Q :       Il est mentionné ici, « elle a pris contact avec un agent appelé Chet (phonétique), un homme à la peau foncée. » Est-ce que cela est réellement arrivé?

R :       Avant de venir en compagnie de ma tante, je planifiais partir par moi-même et c’est à ce moment qu’elle recherchait un agent pour moi.

En 1995, la demanderesse aurait été âgée de 13 ans si elle est née en 1982, mais de 21 ans si elle est née en 1974. Il est difficile d’imaginer qu’une personne de 13 ans serait à la recherche d’un agent et qu’elle planifierait de partir seule pour se rendre en Amérique. Cela serait plus plausible si elle était âgée de 20 ans.

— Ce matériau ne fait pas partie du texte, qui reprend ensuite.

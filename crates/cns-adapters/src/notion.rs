//! Notion database client and property wire encoding.

use std::collections::BTreeMap;
use std::sync::Arc;

use async_trait::async_trait;
use cns_core::{
    ColumnSpec, ColumnType, EncodedValue, RowFilter, RowId, RowProperties, SchemaDescriptor,
};
use cns_storage::{ApiRequest, FetchedResponse, HttpFetcher, Method};
use serde_json::{json, Map, Value as JsonValue};
use tracing::debug;

use crate::{DestinationApi, DestinationError};

const SCOPE: &str = "notion";

pub const DEFAULT_API_BASE: &str = "https://api.notion.com/v1";
pub const DEFAULT_API_VERSION: &str = "2022-06-28";

#[derive(Debug, Clone)]
pub struct NotionConfig {
    pub token: String,
    pub database_id: String,
    pub api_base: String,
    pub api_version: String,
}

impl NotionConfig {
    pub fn new(token: impl Into<String>, database_id: impl Into<String>) -> Self {
        Self {
            token: token.into(),
            database_id: database_id.into(),
            api_base: DEFAULT_API_BASE.to_string(),
            api_version: DEFAULT_API_VERSION.to_string(),
        }
    }
}

#[derive(Debug, Clone)]
pub struct NotionClient {
    http: Arc<HttpFetcher>,
    config: NotionConfig,
}

impl NotionClient {
    pub fn new(config: NotionConfig, http: Arc<HttpFetcher>) -> Self {
        Self { http, config }
    }

    fn request(&self, method: Method, path: &str) -> ApiRequest {
        ApiRequest::new(
            method,
            format!("{}{path}", self.config.api_base.trim_end_matches('/')),
        )
        .bearer(self.config.token.clone())
        .header("Notion-Version", self.config.api_version.clone())
    }

    async fn send(&self, request: ApiRequest) -> Result<FetchedResponse, DestinationError> {
        Ok(self.http.send(SCOPE, &request).await?)
    }
}

#[async_trait]
impl DestinationApi for NotionClient {
    async fn retrieve_schema(&self) -> Result<SchemaDescriptor, DestinationError> {
        let path = format!("/databases/{}", self.config.database_id);
        let body: JsonValue = self.send(self.request(Method::GET, &path)).await?.json()?;
        parse_schema(&body)
    }

    async fn add_column(&self, name: &str, spec: &ColumnSpec) -> Result<(), DestinationError> {
        let path = format!("/databases/{}", self.config.database_id);
        let mut properties = Map::new();
        properties.insert(name.to_string(), column_spec_json(spec)?);
        let request = self
            .request(Method::PATCH, &path)
            .json(json!({ "properties": properties }));
        self.send(request).await?;
        Ok(())
    }

    async fn find_row(&self, filter: &RowFilter) -> Result<Option<RowId>, DestinationError> {
        let path = format!("/databases/{}/query", self.config.database_id);
        let request = self
            .request(Method::POST, &path)
            .json(json!({ "filter": filter_json(filter), "page_size": 1 }));
        let body: JsonValue = self.send(request).await?.json()?;
        let row = body
            .get("results")
            .and_then(JsonValue::as_array)
            .ok_or_else(|| DestinationError::Malformed("query response without results".into()))?
            .first()
            .and_then(|page| page.get("id"))
            .and_then(JsonValue::as_str)
            .map(|id| RowId(id.to_string()));
        debug!(found = row.is_some(), "row lookup");
        Ok(row)
    }

    async fn create_row(&self, properties: &RowProperties) -> Result<RowId, DestinationError> {
        let request = self.request(Method::POST, "/pages").json(json!({
            "parent": { "database_id": self.config.database_id },
            "properties": properties_json(properties),
        }));
        let body: JsonValue = self.send(request).await?.json()?;
        body.get("id")
            .and_then(JsonValue::as_str)
            .map(|id| RowId(id.to_string()))
            .ok_or_else(|| DestinationError::Malformed("created page without id".into()))
    }

    async fn update_row(
        &self,
        row: &RowId,
        properties: &RowProperties,
    ) -> Result<(), DestinationError> {
        let request = self
            .request(Method::PATCH, &format!("/pages/{}", row.0))
            .json(json!({ "properties": properties_json(properties) }));
        self.send(request).await?;
        Ok(())
    }
}

/// Column name to type, from a `GET /databases/{id}` body.
pub fn parse_schema(body: &JsonValue) -> Result<SchemaDescriptor, DestinationError> {
    let properties = body
        .get("properties")
        .and_then(JsonValue::as_object)
        .ok_or_else(|| DestinationError::Malformed("database without properties".into()))?;
    let columns = properties
        .iter()
        .map(|(name, prop)| {
            let wire = prop.get("type").and_then(JsonValue::as_str).unwrap_or_default();
            (name.clone(), ColumnType::from_wire(wire))
        })
        .collect::<BTreeMap<_, _>>();
    Ok(SchemaDescriptor::new(columns))
}

fn options_json(options: &[String]) -> JsonValue {
    JsonValue::Array(options.iter().map(|o| json!({ "name": o })).collect())
}

pub fn column_spec_json(spec: &ColumnSpec) -> Result<JsonValue, DestinationError> {
    let value = match &spec.column_type {
        ColumnType::Title => json!({ "title": {} }),
        ColumnType::RichText => json!({ "rich_text": {} }),
        ColumnType::Date => json!({ "date": {} }),
        ColumnType::Url => json!({ "url": {} }),
        ColumnType::Select => json!({ "select": { "options": options_json(&spec.options) } }),
        ColumnType::MultiSelect => {
            json!({ "multi_select": { "options": options_json(&spec.options) } })
        }
        ColumnType::Status => json!({ "status": { "options": options_json(&spec.options) } }),
        ColumnType::Unsupported(other) => {
            return Err(DestinationError::Message(format!(
                "unsupported column type {other}"
            )))
        }
    };
    Ok(value)
}

fn text_json(content: &str) -> JsonValue {
    if content.is_empty() {
        return json!([]);
    }
    json!([{ "type": "text", "text": { "content": content } }])
}

pub fn encoded_value_json(value: &EncodedValue) -> JsonValue {
    match value {
        EncodedValue::Title(s) => json!({ "title": text_json(s) }),
        EncodedValue::RichText(s) => json!({ "rich_text": text_json(s) }),
        EncodedValue::Select(s) if s.is_empty() => json!({ "select": null }),
        EncodedValue::Select(s) => json!({ "select": { "name": s } }),
        EncodedValue::MultiSelect(names) => {
            let options: Vec<JsonValue> = names
                .iter()
                .filter(|n| !n.is_empty())
                .map(|n| json!({ "name": n }))
                .collect();
            json!({ "multi_select": options })
        }
        EncodedValue::Status(s) => json!({ "status": { "name": s } }),
        EncodedValue::Date(s) => json!({ "date": { "start": s } }),
        EncodedValue::Url(s) if s.is_empty() => json!({ "url": null }),
        EncodedValue::Url(s) => json!({ "url": s }),
    }
}

pub fn properties_json(properties: &RowProperties) -> JsonValue {
    JsonValue::Object(
        properties
            .iter()
            .map(|(name, value)| (name.clone(), encoded_value_json(value)))
            .collect(),
    )
}

pub fn filter_json(filter: &RowFilter) -> JsonValue {
    match filter {
        RowFilter::Equals { column, value } => {
            let (kind, condition) = match value {
                EncodedValue::Title(s) => ("title", json!({ "equals": s })),
                EncodedValue::RichText(s) => ("rich_text", json!({ "equals": s })),
                EncodedValue::Select(s) => ("select", json!({ "equals": s })),
                EncodedValue::Status(s) => ("status", json!({ "equals": s })),
                EncodedValue::Date(s) => ("date", json!({ "equals": s })),
                EncodedValue::Url(s) => ("url", json!({ "equals": s })),
                EncodedValue::MultiSelect(names) => (
                    "multi_select",
                    json!({ "contains": names.first().cloned().unwrap_or_default() }),
                ),
            };
            let mut object = Map::new();
            object.insert("property".into(), json!(column));
            object.insert(kind.into(), condition);
            JsonValue::Object(object)
        }
        RowFilter::And(filters) => {
            json!({ "and": filters.iter().map(filter_json).collect::<Vec<_>>() })
        }
    }
}

#[cfg(test)]
mod tests {
    use super::*;
    use cns_storage::{BackoffPolicy, HttpClientConfig};
    use std::time::Duration;
    use wiremock::matchers::{body_json, header, method, path};
    use wiremock::{Mock, MockServer, ResponseTemplate};

    fn client(server: &MockServer) -> NotionClient {
        let http = HttpFetcher::new(HttpClientConfig {
            timeout: Duration::from_secs(5),
            backoff: BackoffPolicy {
                max_retries: 0,
                base_delay: Duration::from_millis(1),
                max_delay: Duration::from_millis(1),
            },
            ..Default::default()
        })
        .expect("fetcher");
        let mut config = NotionConfig::new("secret", "db1");
        config.api_base = server.uri();
        NotionClient::new(config, Arc::new(http))
    }

    #[test]
    fn schema_parse_keeps_unknown_types() {
        let body = json!({
            "properties": {
                "Task": {"id": "title", "type": "title", "title": {}},
                "Class": {"id": "a", "type": "rich_text", "rich_text": {}},
                "Points": {"id": "b", "type": "number", "number": {}}
            }
        });
        let schema = parse_schema(&body).expect("schema");
        assert_eq!(schema.column_type("Class"), Some(&ColumnType::RichText));
        assert_eq!(
            schema.column_type("Points"),
            Some(&ColumnType::Unsupported("number".into()))
        );
        assert!(parse_schema(&json!({})).is_err());
    }

    #[test]
    fn status_and_select_encode_differently() {
        assert_eq!(
            encoded_value_json(&EncodedValue::Status("DNF".into())),
            json!({"status": {"name": "DNF"}})
        );
        assert_eq!(
            encoded_value_json(&EncodedValue::Select("DNF".into())),
            json!({"select": {"name": "DNF"}})
        );
        assert_eq!(
            encoded_value_json(&EncodedValue::RichText("CSE 412".into())),
            json!({"rich_text": [{"type": "text", "text": {"content": "CSE 412"}}]})
        );
    }

    #[test]
    fn filter_uses_column_kind() {
        let filter = RowFilter::And(vec![
            RowFilter::equals("Task", EncodedValue::Title("HW3".into())),
            RowFilter::equals("Class", EncodedValue::Select("CSE 412".into())),
        ]);
        assert_eq!(
            filter_json(&filter),
            json!({"and": [
                {"property": "Task", "title": {"equals": "HW3"}},
                {"property": "Class", "select": {"equals": "CSE 412"}}
            ]})
        );
    }

    #[tokio::test]
    async fn find_row_queries_by_key() {
        let server = MockServer::start().await;
        Mock::given(method("POST"))
            .and(path("/databases/db1/query"))
            .and(header("notion-version", DEFAULT_API_VERSION))
            .and(header("authorization", "Bearer secret"))
            .and(body_json(json!({
                "filter": {"property": "Key", "rich_text": {"equals": "42:555"}},
                "page_size": 1
            })))
            .respond_with(ResponseTemplate::new(200).set_body_json(json!({
                "results": [{"id": "page-1"}], "has_more": false
            })))
            .mount(&server)
            .await;

        let filter = RowFilter::equals("Key", EncodedValue::RichText("42:555".into()));
        let row = client(&server).find_row(&filter).await.expect("find");
        assert_eq!(row, Some(RowId("page-1".into())));
    }

    #[tokio::test]
    async fn create_row_targets_database_parent() {
        let server = MockServer::start().await;
        Mock::given(method("POST"))
            .and(path("/pages"))
            .and(body_json(json!({
                "parent": {"database_id": "db1"},
                "properties": {"Key": {"rich_text": [{"type": "text", "text": {"content": "1:2"}}]}}
            })))
            .respond_with(ResponseTemplate::new(200).set_body_json(json!({"id": "new-page"})))
            .mount(&server)
            .await;

        let mut props = RowProperties::new();
        props.insert("Key".into(), EncodedValue::RichText("1:2".into()));
        let row = client(&server).create_row(&props).await.expect("create");
        assert_eq!(row, RowId("new-page".into()));
    }

    #[tokio::test]
    async fn add_column_patches_database_properties() {
        let server = MockServer::start().await;
        Mock::given(method("PATCH"))
            .and(path("/databases/db1"))
            .and(body_json(json!({
                "properties": {"Type": {"select": {"options": [
                    {"name": "Assignment"}, {"name": "Quiz"}, {"name": "Exam"}
                ]}}}
            })))
            .respond_with(ResponseTemplate::new(200).set_body_json(json!({"id": "db1"})))
            .expect(1)
            .mount(&server)
            .await;

        let spec = ColumnSpec::with_options(ColumnType::Select, &["Assignment", "Quiz", "Exam"]);
        client(&server).add_column("Type", &spec).await.expect("add");
    }

    #[tokio::test]
    async fn update_failure_is_reported() {
        let server = MockServer::start().await;
        Mock::given(method("PATCH"))
            .and(path("/pages/page-9"))
            .respond_with(ResponseTemplate::new(400).set_body_string("validation_error"))
            .mount(&server)
            .await;

        let err = client(&server)
            .update_row(&RowId("page-9".into()), &RowProperties::new())
            .await
            .unwrap_err();
        assert!(matches!(err, DestinationError::Fetch(_)));
    }
}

[15]           Ces dates sont de nouveau mentionnées au bas de la page 32, ainsi qu’au haut de la page 33 de la transcription. Premièrement, il y a la partie du témoignage où la demanderesse allègue avoir reçu 4 000 $ US de son oncle afin de lui permettre de se rendre aux États-Unis. La demanderesse affirme n’avoir utilisé qu’une partie de cet argent pour ses déplacements et d’avoir fait parvenir le restant à sa famille. Cet énoncé semble avoir surpris l’avocat qui a cherché à éclaircir sa compréhension du fait que la demanderesse n’était pas en contact avec sa mère à ce moment. La demanderesse a répliqué qu’elle obtenait de l’information au sujet de sa mère lorsqu’elle se trouvait dans un camp de réfugiés. Par conséquent, l’avocat a demandé où l’argent pouvait être envoyé si sa famille n’avait pas une adresse stable et qu’elle ne savait pas où sa famille se trouvait. La demanderesse a répondu de la façon suivante : [traduction]

R.        Il y avait des personnes qui partaient du camp pour se rendre à Doblay [sic] afin d’apporter de la nourriture aux personnes en difficulté et je leur demandais tout simplement de retrouver les membres de ma famille.

Q :       Je vois. Étaient-ils à Doblay [sic]?

R :       Oui, puisque Doblay [sic] et Kismayo sont très proches.

[16]           Cela est plutôt surprenant puisque dans son FRP, la demanderesse a prétendu que lorsqu’ils ont quitté Kismayo, ils se sont enfuis vers des villages situés à plus de 160,93 km. Elle dit ensuite [traduction« [q]u’après trois jours de marche, nous sommes arrivés à Dhobley. » Il ne faut pas oublier que la demanderesse affirme qu’elle avait 13 ans au moment où elle aurait pris les dispositions nécessaires pour envoyer l’argent, reçu de son oncle, à ses parents qui habitaient dans un camp de réfugiés. Cela a mené directement au dernier échange au sujet de l’âge et de la durée du séjour de la demanderesse au Kenya. [traduction]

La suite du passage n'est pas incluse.